Sie stand am Fenster. Danach war sie für immer verschwunden.
Ein Plan von Teenagern.
Antje und ihre Freundin waren Teenager in diesem Sommer – Mitte der neunziger Jahre. Wie alle Heranwachsenden hatten sie Geheimnisse vor ihren Eltern und – eine heimliche Verabredung in der Nacht.
Die beiden fieberten dem Wochenende entgegen, an welchem Antjes Freundin übernachten wollte. Das würde die Stunde ihres nächtlichen Ausbruchs aus der elterlichen Wohnung sein. Die Gastgeberin wohnte mit ihrer Familie gegenüber einem Friedhof. In einem älteren Haus, welches in diesem Sommer renoviert wurde.
Umsetzung mit Vertuschung.
Kaum schliefen Antjes Eltern, kletterten sie aus dem Fenster. Über das Baugerüst nach draußen – in die Freiheit. Das Fenster ließen sie den kleinst möglichen Spalt auf und zogen die Gardinen – soweit es ging – von außen wieder zu. Sie wollten jegliches Verdachtsmoment vermeiden. Draußen angekommen, gingen sie auf die andere Straßenseite. Von dort warfen die Teenager einen prüfenden Blick auf das Fenster, um ein letztes Mal ihre Tarnung zu checken.
Sie erstarrten vor Schreck.
Beide erschraken beim Blick auf das Fenster. Waren sie schon so schnell aufgeflogen? Wie haben ihre Eltern das so zeitig bemerkt? Dort oben – im ersten Stock stand jemand im Fenster – eine Frau. In der Dunkelheit konnten sie ihren Schatten erkennen. Sie hatte das Fenster wieder geöffnet und die Gardine zurück gezogen. Im Spalt der Gardine zeigte die Gestalt mit dem Finger auf die Mädchen. Kein Geräusch kam aus ihrem Mund. Stumm forderte sie mit dem Zeigefinger zur Rückkehr auf.
Das roch nach Ärger.
Wer anderes als Antjes Mutter hätte diese Frau sein sollen? Wie
seltsam, dass sie nicht gerufen hatte. Wahrscheinlich war die Mutter sehr wütend,
vermuteten die beiden. In Erwartung der elterlichen Sanktion kehrten sie
umgehend und ängstlich zurück.
Kein Ärger dafür blankes Entsetzen.
Zurück angekommen im ersten Stock, fanden sie das
Fenster geöffnet und die Gardine zurück gezogen vor. Gegen alle Erwartung
wartete dort keine wütende Mutter. Im Gegenteil: Alles war ruhig in der Wohnung. Antje ging in das Schlafzimmer ihrer Eltern. Dort schliefen alle fest.

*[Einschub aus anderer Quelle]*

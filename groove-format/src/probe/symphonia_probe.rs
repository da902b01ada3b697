//! [`AudioDecodeProbe`] backed by symphonia's format readers

use std::fs::File;
use std::io::Cursor;
use std::path::Path;

use symphonia::core::codecs::CODEC_TYPE_NULL;
use symphonia::core::formats::{FormatOptions, FormatReader, SeekMode, SeekTo};
use symphonia::core::io::{MediaSource, MediaSourceStream};
use symphonia::core::meta::MetadataOptions;
use symphonia::core::probe::Hint;
use symphonia::core::units::TimeBase;
use symphonia::default::get_probe;
use tracing::debug;

use super::AudioDecodeProbe;
use crate::error::DecodeProbeError;

/// Decode probe over any container/codec pair symphonia can demux
pub struct SymphoniaProbe {
    reader: Box<dyn FormatReader>,
    track_id: u32,
    total_samples: Option<u64>,
    sample_rate: Option<u32>,
    time_base: Option<TimeBase>,
    stream_len: u64,
}

impl SymphoniaProbe {
    /// Open an audio file, using its extension as a format hint
    pub fn open(path: &Path) -> Result<Self, DecodeProbeError> {
        let file = File::open(path)?;
        let stream_len = file.metadata()?.len();

        let mut hint = Hint::new();
        if let Some(ext) = path.extension().and_then(|e| e.to_str()) {
            hint.with_extension(ext);
        }

        Self::from_source(Box::new(file), hint, stream_len)
    }

    /// Probe an in-memory stream
    pub fn from_bytes(data: Vec<u8>, extension: Option<&str>) -> Result<Self, DecodeProbeError> {
        let stream_len = data.len() as u64;
        let mut hint = Hint::new();
        if let Some(ext) = extension {
            hint.with_extension(ext);
        }
        Self::from_source(Box::new(Cursor::new(data)), hint, stream_len)
    }

    fn from_source(
        source: Box<dyn MediaSource>,
        hint: Hint,
        stream_len: u64,
    ) -> Result<Self, DecodeProbeError> {
        let mss = MediaSourceStream::new(source, Default::default());
        let probed = get_probe()
            .format(
                &hint,
                mss,
                &FormatOptions::default(),
                &MetadataOptions::default(),
            )
            .map_err(|e| DecodeProbeError::Open(e.to_string()))?;

        let reader = probed.format;
        let track = reader
            .tracks()
            .iter()
            .find(|t| t.codec_params.codec != CODEC_TYPE_NULL)
            .ok_or(DecodeProbeError::NoTrack)?;

        let params = &track.codec_params;
        debug!(
            track_id = track.id,
            n_frames = ?params.n_frames,
            sample_rate = ?params.sample_rate,
            stream_len,
            "Opened audio stream"
        );

        Ok(Self {
            track_id: track.id,
            total_samples: params.n_frames,
            sample_rate: params.sample_rate,
            time_base: params.time_base,
            stream_len,
            reader,
        })
    }

    /// Sample position -> track timestamp
    fn sample_to_ts(&self, sample: u64) -> u64 {
        match (self.time_base, self.sample_rate) {
            (Some(tb), Some(rate)) if tb.numer > 0 && rate > 0 => {
                let ts = sample as u128 * tb.denom as u128 / (tb.numer as u128 * rate as u128);
                ts.min(u64::MAX as u128) as u64
            }
            _ => sample,
        }
    }

    /// Track timestamp -> sample position
    fn ts_to_sample(&self, ts: u64) -> u64 {
        match (self.time_base, self.sample_rate) {
            (Some(tb), Some(rate)) if tb.denom > 0 => {
                let sample = ts as u128 * tb.numer as u128 * rate as u128 / tb.denom as u128;
                sample.min(u64::MAX as u128) as u64
            }
            _ => ts,
        }
    }
}

impl AudioDecodeProbe for SymphoniaProbe {
    fn total_samples(&mut self) -> Result<u64, DecodeProbeError> {
        self.total_samples.ok_or(DecodeProbeError::UnknownLength)
    }

    fn sample_rate(&self) -> Option<u32> {
        self.sample_rate
    }

    fn stream_len(&self) -> u64 {
        self.stream_len
    }

    fn seek(&mut self, target: u64) -> Result<u64, DecodeProbeError> {
        let ts = self.sample_to_ts(target);
        let seeked = self
            .reader
            .seek(
                SeekMode::Accurate,
                SeekTo::TimeStamp {
                    ts,
                    track_id: self.track_id,
                },
            )
            .map_err(|e| DecodeProbeError::Seek {
                target,
                reason: e.to_string(),
            })?;

        Ok(self.ts_to_sample(seeked.actual_ts))
    }
}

Wer war die
Frau am Fenster gewesen?
Jahre später bleibt das Rätsel ungelöst.
Noch immer beteuern die Eltern, dass niemand von ihnen etwas von
dem nächtlichen Ausflug bemerkt habe. Keiner der beiden stand am
Fenster.
Noch heute können die Freundinnen sich – so viele
Jahre danach – den Vorfall nicht erklären. Immer noch schauern sie bei der
Erinnerung daran. Keine von beiden ist je wieder in der Nacht ausgebrochen.
Sie
glauben, dass sie ein Geist zurück gerufen hat.
Ein Geist am
Fenster, den sie danach nie wieder gesehen haben.